■ **SUPPLIED MATERIAL**

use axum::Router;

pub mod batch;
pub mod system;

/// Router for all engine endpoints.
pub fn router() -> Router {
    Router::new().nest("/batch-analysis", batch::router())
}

==

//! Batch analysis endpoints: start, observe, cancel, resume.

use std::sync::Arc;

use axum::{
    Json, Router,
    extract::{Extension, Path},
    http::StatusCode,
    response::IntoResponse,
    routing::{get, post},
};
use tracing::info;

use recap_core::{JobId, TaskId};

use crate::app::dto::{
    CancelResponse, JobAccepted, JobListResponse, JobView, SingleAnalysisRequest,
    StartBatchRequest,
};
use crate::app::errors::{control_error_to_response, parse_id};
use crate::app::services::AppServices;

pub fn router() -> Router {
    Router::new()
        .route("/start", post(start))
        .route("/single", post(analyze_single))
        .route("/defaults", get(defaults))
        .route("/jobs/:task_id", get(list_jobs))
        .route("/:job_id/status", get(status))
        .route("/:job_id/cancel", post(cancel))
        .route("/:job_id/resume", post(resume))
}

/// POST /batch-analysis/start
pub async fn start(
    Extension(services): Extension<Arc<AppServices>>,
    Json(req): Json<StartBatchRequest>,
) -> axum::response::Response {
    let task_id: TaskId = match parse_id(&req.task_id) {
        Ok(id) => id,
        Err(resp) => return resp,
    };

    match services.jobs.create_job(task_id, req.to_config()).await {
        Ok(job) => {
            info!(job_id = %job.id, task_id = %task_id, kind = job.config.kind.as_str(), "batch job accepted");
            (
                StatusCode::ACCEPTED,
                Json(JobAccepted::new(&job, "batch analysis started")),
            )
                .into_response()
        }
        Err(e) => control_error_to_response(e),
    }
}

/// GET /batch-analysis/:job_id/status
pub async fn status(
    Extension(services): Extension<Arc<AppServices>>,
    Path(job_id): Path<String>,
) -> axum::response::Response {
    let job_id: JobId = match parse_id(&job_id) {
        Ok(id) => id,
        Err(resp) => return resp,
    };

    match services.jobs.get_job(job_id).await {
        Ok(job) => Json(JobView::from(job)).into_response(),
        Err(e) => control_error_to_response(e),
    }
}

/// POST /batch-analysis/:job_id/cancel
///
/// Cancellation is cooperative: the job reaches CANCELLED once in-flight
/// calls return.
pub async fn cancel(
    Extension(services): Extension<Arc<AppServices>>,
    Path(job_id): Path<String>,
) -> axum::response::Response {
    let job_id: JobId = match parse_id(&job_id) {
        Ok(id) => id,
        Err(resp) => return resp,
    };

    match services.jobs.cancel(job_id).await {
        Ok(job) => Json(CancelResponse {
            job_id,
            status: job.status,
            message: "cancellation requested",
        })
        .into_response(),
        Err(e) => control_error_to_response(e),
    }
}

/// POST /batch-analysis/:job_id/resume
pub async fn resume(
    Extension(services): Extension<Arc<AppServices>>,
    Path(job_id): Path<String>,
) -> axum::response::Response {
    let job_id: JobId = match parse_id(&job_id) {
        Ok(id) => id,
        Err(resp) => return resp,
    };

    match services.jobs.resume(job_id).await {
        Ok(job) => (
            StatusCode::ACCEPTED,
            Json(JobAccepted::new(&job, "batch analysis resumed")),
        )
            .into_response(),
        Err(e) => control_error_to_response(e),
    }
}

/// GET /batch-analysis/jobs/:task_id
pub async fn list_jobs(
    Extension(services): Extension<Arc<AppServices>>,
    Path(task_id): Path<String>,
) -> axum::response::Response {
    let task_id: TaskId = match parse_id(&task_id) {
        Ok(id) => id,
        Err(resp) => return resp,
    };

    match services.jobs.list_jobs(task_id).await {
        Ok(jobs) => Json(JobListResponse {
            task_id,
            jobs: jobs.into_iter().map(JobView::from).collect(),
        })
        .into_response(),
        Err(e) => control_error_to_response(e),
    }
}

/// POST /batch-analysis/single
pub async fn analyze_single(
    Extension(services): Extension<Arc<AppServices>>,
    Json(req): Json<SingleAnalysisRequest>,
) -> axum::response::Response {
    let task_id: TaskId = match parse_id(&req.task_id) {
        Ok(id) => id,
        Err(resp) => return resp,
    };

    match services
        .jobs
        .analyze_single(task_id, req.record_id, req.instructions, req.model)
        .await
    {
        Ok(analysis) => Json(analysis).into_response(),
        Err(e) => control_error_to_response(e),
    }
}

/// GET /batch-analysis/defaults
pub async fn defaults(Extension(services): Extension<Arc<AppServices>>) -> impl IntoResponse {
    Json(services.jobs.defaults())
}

■ **ABOUT THIS TASK**
Where a line in the material contains "JobView", copy that line.

■ **YOUR RESPONSE**
    CancelResponse, JobAccepted, JobListResponse, JobView, SingleAnalysisRequest,
        Ok(job) => Json(JobView::from(job)).into_response(),
            jobs: jobs.into_iter().map(JobView::from).collect(),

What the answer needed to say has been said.